What is being asked: Where does the string "matches" appear? Copy every line of the entries below that holds it.

The input:
--

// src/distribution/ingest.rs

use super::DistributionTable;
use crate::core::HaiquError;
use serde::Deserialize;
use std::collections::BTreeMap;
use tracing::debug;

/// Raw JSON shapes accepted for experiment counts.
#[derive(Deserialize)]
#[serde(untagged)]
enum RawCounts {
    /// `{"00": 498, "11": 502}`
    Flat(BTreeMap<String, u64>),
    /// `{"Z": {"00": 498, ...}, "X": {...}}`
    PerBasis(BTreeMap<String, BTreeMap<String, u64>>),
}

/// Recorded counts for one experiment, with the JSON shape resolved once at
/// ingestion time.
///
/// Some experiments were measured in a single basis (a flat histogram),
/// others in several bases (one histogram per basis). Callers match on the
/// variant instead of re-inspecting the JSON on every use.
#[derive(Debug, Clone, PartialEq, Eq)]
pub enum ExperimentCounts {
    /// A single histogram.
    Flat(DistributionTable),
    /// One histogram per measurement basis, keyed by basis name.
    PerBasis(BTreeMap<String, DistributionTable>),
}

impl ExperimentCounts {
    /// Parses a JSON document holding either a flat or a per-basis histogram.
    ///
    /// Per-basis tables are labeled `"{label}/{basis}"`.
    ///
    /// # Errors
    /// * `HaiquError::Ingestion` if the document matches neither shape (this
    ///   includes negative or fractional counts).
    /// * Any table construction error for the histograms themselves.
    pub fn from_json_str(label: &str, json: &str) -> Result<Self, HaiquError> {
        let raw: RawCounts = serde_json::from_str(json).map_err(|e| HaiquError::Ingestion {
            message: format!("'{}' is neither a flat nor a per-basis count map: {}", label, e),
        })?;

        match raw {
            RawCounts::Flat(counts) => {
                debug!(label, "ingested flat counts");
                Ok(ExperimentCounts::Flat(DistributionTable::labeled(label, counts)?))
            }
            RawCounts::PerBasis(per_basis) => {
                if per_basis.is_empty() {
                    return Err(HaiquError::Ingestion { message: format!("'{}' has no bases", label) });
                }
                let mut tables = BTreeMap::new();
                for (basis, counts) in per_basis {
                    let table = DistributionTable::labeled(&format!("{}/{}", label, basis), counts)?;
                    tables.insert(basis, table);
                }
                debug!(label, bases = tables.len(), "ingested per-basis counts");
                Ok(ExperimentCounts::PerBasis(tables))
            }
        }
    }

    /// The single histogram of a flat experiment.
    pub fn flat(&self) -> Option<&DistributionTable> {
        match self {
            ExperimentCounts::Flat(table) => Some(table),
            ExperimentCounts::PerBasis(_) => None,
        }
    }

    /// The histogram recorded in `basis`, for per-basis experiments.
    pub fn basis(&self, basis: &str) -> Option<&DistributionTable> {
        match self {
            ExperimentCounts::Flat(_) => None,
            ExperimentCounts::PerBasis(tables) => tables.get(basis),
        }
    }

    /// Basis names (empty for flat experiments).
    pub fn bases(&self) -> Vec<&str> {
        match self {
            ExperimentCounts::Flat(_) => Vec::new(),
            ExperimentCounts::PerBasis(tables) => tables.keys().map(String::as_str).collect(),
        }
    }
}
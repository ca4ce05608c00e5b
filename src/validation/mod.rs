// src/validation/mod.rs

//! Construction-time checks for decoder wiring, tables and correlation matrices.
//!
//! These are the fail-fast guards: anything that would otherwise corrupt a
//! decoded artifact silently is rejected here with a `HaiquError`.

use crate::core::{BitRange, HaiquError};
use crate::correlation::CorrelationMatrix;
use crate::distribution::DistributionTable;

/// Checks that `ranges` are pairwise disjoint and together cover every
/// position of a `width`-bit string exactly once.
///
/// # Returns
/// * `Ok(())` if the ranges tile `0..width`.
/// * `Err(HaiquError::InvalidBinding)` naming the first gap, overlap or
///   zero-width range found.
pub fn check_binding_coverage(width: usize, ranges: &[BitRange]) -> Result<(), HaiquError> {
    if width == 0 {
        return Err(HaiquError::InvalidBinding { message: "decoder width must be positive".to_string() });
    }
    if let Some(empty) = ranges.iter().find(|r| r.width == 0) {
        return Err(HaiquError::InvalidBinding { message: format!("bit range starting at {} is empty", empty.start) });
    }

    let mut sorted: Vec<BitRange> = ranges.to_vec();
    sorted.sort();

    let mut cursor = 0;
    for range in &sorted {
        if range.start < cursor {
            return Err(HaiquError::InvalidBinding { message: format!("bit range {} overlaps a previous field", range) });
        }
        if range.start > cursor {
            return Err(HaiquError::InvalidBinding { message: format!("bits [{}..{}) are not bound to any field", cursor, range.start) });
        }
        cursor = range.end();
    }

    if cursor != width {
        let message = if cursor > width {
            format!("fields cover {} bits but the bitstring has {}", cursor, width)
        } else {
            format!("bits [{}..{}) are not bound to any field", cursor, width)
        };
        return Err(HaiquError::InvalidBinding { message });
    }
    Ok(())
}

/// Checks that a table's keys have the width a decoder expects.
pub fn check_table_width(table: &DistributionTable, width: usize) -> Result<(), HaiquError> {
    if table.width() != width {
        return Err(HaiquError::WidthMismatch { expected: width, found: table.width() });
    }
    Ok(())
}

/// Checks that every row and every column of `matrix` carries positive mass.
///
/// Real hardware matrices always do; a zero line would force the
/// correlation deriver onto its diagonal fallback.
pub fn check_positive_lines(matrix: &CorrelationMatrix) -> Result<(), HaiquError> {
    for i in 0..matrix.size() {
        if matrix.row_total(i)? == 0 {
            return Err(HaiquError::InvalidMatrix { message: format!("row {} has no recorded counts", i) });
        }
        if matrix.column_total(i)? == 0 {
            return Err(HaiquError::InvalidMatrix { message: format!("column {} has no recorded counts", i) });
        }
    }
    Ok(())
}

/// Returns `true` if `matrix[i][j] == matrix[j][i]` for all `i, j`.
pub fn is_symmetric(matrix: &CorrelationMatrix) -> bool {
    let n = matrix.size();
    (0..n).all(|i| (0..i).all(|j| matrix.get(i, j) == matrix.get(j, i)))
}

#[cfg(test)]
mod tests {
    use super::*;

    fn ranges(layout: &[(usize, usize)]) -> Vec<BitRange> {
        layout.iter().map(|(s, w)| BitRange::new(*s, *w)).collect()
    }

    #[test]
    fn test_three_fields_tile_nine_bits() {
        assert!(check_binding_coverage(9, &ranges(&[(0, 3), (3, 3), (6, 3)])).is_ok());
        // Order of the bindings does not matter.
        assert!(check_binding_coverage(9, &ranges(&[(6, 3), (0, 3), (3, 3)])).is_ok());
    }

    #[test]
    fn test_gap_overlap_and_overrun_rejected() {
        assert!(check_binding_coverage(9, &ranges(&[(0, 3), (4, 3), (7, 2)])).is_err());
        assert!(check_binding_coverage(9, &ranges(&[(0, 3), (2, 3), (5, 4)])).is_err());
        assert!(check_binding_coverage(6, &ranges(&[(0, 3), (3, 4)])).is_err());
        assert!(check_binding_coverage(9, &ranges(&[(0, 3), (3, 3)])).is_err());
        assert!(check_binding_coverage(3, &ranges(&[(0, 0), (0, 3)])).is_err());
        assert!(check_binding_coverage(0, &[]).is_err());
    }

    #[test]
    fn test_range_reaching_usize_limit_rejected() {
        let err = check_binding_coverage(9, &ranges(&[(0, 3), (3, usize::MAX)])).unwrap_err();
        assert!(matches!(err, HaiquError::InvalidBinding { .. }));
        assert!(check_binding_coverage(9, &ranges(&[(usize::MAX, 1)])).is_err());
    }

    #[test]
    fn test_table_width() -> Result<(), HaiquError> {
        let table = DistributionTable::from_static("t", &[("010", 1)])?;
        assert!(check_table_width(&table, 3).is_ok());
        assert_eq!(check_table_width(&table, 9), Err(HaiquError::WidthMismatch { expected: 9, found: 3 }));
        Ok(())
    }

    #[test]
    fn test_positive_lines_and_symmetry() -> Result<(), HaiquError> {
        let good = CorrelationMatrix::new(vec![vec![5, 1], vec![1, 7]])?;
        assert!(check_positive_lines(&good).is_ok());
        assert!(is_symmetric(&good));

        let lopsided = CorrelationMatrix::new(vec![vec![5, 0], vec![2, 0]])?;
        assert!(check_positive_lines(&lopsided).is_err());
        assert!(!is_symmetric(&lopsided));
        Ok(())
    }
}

--

Completed exercise:
    /// * `HaiquError::Ingestion` if the document matches neither shape (this
        assert!(matches!(err, HaiquError::InvalidBinding { .. }));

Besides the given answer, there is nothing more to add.